__Exercise description__.
Find the word "PoolStats" below. Copy each line that has it.

__Material for this task__.
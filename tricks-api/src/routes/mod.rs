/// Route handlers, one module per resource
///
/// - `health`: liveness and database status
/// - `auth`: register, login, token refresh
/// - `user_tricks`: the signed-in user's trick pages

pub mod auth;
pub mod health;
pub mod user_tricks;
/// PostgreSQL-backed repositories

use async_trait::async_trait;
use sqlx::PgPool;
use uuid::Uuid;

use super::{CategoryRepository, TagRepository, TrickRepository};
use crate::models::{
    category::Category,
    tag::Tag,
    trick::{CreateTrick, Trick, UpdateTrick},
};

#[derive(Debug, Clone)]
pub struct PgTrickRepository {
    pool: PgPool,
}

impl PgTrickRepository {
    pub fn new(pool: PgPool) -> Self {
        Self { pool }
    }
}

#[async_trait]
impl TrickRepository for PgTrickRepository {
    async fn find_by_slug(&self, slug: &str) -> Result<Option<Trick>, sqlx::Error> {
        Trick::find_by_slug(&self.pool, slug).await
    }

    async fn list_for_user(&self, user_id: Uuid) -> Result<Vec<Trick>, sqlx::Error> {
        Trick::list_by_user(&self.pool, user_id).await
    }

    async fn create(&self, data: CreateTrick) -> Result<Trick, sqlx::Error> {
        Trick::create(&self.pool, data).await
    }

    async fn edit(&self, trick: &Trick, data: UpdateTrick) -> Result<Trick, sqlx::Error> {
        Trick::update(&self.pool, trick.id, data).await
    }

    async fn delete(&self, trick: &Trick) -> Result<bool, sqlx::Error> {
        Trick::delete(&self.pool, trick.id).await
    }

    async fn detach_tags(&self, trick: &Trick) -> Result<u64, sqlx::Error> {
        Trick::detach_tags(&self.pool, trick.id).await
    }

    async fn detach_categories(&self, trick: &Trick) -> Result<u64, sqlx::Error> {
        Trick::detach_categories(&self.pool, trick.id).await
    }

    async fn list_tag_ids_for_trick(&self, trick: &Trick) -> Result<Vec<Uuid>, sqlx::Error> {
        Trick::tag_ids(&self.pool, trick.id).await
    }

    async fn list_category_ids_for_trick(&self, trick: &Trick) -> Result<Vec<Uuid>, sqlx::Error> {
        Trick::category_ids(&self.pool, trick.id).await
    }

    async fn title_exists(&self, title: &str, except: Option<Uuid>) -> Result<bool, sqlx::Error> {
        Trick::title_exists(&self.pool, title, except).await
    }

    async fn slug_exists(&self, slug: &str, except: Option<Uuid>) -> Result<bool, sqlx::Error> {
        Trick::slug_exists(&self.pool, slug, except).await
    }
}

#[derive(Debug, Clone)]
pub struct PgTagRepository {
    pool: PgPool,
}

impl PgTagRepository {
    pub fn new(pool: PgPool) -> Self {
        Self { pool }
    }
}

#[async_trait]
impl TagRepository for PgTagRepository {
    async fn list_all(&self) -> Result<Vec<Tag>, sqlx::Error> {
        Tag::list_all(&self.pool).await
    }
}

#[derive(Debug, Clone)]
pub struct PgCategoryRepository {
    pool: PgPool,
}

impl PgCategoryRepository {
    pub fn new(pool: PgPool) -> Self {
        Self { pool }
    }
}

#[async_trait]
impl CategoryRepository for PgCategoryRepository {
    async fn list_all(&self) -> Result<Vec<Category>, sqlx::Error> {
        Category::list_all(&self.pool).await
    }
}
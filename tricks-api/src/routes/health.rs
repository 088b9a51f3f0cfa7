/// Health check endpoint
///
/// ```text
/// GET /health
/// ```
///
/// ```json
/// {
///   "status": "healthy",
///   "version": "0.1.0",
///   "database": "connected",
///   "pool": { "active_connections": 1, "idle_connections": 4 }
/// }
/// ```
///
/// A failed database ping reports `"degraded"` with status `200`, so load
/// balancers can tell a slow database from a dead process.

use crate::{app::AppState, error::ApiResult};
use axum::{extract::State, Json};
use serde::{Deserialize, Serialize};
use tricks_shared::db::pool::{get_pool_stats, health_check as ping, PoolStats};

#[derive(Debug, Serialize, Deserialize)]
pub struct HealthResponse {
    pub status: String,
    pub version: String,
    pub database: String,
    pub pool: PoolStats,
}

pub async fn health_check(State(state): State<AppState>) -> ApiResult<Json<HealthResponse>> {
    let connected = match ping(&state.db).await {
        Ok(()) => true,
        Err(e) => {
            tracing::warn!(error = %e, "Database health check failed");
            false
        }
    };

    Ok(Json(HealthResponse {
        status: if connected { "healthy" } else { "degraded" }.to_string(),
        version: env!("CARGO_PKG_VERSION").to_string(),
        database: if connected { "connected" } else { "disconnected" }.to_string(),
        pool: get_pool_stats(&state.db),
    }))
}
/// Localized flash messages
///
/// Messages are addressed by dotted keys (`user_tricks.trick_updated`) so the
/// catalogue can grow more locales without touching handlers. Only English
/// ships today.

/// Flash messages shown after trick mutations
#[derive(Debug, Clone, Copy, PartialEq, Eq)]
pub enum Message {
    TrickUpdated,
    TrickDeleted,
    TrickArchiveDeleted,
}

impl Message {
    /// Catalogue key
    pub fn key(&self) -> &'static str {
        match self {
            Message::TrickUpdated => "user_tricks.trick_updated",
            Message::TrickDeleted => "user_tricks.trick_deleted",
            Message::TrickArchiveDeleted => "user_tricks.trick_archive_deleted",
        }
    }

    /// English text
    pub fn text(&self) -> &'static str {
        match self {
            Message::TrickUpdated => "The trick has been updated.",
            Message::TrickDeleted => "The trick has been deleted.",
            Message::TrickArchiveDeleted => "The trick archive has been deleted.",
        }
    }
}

--

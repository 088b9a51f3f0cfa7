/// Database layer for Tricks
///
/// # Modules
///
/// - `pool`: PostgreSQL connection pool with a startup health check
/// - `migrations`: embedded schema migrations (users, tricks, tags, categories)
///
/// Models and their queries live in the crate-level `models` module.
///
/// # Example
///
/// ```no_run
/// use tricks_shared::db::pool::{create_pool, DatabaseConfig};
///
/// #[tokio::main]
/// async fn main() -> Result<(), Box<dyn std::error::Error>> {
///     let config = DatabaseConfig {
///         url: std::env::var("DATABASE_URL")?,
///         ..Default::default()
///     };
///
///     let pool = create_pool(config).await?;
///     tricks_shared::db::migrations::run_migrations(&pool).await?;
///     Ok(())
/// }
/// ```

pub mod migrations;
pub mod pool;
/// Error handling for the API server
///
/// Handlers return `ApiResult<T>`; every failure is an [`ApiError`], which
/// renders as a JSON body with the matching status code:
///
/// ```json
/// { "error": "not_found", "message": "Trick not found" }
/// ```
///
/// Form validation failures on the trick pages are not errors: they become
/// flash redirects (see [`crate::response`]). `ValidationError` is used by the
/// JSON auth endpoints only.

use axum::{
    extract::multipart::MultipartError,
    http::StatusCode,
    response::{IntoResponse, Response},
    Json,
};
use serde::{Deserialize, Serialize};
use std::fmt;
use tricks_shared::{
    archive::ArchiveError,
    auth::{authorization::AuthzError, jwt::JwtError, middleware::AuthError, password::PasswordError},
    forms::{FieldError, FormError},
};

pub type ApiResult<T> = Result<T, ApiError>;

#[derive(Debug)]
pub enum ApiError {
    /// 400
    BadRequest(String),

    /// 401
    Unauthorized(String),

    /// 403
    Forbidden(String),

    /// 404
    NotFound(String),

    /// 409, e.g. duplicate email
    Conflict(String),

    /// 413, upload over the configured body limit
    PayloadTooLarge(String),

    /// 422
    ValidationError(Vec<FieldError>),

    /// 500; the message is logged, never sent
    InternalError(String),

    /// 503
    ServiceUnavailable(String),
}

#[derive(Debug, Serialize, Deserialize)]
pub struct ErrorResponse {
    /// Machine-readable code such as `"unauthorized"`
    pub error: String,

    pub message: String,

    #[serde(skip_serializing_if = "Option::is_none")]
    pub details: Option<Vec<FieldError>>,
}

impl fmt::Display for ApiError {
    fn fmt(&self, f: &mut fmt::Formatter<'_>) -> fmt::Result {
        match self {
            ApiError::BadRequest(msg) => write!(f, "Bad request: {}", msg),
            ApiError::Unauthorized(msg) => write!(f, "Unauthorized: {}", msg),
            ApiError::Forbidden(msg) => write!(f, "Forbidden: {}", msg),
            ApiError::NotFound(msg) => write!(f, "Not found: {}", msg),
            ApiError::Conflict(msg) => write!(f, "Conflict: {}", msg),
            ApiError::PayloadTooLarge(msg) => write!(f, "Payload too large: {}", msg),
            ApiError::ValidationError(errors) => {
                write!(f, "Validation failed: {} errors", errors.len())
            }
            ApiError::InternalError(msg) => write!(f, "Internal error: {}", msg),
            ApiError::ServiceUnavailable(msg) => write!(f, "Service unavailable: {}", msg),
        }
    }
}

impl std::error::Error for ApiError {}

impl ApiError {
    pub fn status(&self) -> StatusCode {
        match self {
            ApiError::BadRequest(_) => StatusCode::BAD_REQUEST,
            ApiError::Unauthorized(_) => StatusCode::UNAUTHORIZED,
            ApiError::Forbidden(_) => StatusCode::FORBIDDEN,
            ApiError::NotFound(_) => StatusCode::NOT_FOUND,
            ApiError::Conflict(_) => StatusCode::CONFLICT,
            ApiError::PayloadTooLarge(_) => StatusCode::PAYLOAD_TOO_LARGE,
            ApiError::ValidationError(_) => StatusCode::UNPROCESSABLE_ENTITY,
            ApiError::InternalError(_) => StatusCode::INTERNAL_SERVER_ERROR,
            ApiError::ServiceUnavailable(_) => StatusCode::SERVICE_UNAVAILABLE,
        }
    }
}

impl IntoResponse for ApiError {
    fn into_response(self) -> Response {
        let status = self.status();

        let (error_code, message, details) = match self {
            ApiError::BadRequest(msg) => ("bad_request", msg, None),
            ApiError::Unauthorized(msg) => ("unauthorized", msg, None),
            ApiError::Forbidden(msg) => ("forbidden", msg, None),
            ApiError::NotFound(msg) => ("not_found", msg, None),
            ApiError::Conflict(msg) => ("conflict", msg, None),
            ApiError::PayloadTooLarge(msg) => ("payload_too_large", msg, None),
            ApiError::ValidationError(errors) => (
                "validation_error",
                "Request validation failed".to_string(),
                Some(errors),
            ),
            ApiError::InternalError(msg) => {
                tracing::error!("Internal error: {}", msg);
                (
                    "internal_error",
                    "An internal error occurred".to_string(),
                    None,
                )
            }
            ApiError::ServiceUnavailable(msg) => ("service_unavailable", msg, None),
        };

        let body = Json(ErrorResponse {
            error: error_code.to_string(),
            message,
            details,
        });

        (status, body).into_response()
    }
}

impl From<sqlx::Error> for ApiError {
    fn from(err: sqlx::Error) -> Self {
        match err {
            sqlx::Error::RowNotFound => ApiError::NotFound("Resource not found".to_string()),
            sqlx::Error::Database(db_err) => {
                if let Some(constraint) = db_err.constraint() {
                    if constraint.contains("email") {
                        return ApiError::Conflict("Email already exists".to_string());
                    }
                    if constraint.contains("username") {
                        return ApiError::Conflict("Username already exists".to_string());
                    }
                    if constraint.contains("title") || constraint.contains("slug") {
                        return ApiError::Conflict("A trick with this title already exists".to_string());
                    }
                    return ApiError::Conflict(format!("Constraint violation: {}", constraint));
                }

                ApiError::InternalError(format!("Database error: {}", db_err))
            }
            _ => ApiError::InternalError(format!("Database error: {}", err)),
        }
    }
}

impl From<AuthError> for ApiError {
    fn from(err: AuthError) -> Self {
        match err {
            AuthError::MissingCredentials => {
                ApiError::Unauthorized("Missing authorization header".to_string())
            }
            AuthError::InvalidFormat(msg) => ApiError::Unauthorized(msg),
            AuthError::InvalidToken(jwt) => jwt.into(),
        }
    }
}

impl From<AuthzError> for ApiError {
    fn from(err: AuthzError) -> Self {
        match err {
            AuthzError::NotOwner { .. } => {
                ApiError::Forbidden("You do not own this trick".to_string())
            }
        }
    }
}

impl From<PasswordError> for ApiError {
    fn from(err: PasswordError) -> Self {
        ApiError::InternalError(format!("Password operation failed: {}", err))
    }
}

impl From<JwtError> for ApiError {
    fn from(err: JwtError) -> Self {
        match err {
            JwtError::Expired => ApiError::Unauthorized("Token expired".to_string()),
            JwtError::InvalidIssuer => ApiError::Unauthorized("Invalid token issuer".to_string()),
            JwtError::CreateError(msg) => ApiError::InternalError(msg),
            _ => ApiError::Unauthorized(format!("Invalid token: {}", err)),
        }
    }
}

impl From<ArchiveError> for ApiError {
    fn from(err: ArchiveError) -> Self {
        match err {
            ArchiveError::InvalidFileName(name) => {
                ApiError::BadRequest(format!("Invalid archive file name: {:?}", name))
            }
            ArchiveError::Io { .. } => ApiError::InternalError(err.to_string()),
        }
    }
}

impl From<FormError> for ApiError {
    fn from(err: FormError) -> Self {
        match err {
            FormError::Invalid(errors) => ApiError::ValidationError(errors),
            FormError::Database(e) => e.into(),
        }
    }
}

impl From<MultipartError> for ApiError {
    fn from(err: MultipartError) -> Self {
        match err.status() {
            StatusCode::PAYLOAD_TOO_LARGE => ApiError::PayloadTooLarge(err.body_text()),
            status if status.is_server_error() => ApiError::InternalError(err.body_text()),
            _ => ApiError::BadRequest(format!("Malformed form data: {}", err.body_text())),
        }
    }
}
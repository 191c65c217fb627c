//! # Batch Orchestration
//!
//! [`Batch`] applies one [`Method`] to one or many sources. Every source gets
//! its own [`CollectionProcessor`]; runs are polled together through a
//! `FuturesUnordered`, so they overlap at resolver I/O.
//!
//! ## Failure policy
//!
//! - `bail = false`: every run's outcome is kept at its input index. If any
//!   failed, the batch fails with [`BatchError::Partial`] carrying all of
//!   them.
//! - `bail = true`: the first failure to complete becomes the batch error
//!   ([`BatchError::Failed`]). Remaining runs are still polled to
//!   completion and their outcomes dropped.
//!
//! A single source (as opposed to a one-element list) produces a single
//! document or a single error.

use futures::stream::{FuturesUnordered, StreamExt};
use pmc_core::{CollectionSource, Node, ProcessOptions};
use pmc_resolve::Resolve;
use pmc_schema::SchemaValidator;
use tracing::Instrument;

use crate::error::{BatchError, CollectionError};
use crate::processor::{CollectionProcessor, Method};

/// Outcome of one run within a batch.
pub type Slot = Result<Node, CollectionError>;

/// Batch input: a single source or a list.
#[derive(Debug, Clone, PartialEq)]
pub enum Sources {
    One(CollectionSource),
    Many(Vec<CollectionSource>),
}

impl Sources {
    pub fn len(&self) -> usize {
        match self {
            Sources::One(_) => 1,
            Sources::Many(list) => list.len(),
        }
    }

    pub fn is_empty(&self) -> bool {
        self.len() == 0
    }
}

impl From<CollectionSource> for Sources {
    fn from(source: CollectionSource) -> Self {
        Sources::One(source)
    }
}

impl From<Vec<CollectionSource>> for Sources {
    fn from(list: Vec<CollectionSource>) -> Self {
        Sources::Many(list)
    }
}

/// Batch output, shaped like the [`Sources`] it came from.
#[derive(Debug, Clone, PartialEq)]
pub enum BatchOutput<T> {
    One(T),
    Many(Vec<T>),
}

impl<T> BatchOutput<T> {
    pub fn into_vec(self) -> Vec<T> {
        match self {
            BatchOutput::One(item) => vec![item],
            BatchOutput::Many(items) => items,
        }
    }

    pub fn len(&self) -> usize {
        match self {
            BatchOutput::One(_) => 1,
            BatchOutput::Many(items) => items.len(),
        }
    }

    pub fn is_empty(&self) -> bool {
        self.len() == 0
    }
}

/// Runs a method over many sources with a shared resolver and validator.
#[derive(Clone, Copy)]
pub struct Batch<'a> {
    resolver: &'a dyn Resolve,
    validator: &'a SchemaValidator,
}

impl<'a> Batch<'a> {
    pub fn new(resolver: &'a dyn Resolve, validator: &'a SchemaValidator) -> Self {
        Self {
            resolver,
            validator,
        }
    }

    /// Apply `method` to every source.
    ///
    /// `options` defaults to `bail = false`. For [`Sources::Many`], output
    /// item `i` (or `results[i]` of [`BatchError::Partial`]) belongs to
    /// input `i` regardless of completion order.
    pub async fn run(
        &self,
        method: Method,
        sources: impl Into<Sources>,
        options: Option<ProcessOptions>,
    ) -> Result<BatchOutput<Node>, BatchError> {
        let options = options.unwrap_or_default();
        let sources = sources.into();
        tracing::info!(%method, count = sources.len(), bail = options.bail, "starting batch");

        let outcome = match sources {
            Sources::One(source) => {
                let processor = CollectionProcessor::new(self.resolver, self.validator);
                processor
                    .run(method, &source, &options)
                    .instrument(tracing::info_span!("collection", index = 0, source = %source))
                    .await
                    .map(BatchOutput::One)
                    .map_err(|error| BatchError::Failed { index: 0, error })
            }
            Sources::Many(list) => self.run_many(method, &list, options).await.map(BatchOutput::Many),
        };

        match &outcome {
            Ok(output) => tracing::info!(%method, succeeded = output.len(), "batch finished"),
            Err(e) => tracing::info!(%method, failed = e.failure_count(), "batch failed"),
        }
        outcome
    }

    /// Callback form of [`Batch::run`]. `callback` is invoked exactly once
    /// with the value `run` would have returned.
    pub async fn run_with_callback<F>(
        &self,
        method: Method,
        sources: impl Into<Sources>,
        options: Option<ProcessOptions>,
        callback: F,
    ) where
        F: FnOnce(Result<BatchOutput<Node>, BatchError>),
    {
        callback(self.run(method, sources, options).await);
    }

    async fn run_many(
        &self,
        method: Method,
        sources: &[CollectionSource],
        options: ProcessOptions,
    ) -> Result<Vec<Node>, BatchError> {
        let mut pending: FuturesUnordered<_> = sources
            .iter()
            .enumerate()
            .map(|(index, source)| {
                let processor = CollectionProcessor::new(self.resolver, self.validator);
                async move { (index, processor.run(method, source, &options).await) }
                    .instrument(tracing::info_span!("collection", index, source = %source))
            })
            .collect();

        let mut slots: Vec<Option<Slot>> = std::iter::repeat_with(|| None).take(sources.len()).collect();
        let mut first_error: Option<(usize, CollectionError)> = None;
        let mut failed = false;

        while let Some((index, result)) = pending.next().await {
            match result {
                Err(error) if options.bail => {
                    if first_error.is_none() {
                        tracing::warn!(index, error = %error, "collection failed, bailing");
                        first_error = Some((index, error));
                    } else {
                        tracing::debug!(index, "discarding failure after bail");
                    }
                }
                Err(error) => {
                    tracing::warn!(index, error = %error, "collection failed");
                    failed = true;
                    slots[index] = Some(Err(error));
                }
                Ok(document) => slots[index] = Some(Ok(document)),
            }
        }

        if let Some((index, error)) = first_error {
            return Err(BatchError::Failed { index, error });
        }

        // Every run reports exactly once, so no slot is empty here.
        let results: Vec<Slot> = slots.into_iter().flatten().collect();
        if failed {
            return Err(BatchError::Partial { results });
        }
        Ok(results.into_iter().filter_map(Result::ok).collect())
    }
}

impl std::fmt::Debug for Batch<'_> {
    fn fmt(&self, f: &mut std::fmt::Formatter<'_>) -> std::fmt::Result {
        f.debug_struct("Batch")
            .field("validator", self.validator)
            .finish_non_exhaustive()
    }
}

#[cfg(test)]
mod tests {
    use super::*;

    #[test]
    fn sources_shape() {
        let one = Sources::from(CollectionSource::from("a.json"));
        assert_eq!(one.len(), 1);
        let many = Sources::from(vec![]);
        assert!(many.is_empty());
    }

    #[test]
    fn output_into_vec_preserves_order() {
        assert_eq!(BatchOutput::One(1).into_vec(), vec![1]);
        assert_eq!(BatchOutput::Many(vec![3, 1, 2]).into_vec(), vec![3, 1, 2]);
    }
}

--

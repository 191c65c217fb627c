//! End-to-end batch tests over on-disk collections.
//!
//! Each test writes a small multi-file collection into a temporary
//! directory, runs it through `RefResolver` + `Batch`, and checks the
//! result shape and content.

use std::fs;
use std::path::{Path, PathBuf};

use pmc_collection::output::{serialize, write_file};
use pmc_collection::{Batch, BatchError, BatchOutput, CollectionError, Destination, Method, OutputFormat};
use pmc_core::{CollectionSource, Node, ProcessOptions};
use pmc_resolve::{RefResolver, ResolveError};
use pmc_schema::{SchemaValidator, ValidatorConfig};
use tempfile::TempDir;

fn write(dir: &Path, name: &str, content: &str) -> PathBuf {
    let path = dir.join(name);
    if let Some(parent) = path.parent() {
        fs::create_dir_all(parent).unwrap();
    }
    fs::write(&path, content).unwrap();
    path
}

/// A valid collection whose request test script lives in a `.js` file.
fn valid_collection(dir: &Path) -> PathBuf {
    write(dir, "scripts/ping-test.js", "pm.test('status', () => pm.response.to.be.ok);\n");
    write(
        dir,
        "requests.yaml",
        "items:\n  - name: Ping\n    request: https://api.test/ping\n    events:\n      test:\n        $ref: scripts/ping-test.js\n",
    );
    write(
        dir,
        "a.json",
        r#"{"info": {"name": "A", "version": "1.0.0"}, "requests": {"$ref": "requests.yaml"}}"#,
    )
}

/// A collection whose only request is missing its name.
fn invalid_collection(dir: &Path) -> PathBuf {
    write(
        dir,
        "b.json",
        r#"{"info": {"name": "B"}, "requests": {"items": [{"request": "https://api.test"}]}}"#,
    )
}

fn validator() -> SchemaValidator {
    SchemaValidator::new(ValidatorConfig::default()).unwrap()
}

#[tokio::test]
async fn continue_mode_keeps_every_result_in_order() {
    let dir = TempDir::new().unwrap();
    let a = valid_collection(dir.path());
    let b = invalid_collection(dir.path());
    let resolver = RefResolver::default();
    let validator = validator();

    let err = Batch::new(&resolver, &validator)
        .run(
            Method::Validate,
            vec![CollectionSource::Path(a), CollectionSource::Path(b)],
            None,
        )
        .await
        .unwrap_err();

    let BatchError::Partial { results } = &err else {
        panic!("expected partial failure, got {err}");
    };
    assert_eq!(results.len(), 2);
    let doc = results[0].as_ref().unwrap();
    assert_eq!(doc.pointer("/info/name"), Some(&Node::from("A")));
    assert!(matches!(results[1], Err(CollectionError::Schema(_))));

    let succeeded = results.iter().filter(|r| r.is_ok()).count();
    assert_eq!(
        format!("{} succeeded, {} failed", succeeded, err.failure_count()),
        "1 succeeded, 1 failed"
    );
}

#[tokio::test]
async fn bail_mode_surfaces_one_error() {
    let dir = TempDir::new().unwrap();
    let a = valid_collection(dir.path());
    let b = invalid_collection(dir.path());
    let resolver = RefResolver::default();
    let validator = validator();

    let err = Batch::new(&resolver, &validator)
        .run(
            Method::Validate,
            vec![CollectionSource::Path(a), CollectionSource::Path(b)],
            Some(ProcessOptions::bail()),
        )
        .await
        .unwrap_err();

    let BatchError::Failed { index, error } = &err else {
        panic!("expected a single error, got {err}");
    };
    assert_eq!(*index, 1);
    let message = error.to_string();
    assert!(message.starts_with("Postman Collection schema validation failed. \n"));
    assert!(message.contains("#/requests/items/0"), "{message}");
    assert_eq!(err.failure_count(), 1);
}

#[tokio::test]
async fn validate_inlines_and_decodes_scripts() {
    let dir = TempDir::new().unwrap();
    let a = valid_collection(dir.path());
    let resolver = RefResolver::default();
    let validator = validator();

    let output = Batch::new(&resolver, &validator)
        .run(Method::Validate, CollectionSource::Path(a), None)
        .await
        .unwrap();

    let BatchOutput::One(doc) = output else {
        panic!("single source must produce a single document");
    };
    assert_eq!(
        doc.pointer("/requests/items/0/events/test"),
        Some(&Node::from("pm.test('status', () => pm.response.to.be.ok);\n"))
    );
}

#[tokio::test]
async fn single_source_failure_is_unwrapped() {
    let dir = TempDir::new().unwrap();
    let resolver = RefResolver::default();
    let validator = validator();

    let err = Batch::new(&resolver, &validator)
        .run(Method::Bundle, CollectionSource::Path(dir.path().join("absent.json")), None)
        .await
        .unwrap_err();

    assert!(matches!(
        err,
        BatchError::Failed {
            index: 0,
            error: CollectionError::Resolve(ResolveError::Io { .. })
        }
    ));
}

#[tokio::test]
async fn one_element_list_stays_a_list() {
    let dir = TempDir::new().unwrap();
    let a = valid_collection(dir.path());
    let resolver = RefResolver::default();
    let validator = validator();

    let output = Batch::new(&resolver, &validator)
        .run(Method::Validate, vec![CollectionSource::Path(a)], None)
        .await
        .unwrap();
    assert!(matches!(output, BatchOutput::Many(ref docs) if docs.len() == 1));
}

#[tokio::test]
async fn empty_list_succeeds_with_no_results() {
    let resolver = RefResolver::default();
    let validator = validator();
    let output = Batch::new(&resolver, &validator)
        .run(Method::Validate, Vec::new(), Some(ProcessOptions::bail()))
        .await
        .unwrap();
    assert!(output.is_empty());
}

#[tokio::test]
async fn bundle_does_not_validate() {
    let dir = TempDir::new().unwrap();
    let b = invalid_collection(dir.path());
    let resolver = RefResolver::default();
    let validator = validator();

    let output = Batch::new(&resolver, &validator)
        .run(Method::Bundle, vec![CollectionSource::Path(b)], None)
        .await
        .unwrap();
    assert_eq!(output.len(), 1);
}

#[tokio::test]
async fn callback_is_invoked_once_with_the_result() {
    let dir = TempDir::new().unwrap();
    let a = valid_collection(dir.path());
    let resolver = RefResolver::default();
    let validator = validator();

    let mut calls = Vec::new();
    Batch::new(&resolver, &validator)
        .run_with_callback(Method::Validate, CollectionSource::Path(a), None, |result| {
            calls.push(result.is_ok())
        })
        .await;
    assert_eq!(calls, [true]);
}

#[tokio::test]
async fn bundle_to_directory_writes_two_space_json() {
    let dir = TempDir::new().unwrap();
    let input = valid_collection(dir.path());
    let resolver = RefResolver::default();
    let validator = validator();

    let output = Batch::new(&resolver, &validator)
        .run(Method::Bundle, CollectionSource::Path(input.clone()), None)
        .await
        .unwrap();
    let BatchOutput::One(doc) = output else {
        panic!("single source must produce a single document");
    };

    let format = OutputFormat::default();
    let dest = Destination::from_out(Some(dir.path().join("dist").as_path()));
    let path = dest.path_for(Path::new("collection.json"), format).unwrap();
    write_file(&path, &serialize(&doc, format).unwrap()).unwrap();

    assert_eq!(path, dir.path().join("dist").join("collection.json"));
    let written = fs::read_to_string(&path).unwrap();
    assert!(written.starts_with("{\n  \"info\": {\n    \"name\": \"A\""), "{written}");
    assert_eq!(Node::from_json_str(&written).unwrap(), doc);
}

__Solution__.
use tricks_shared::db::pool::{get_pool_stats, health_check as ping, PoolStats};
    pub pool: PoolStats,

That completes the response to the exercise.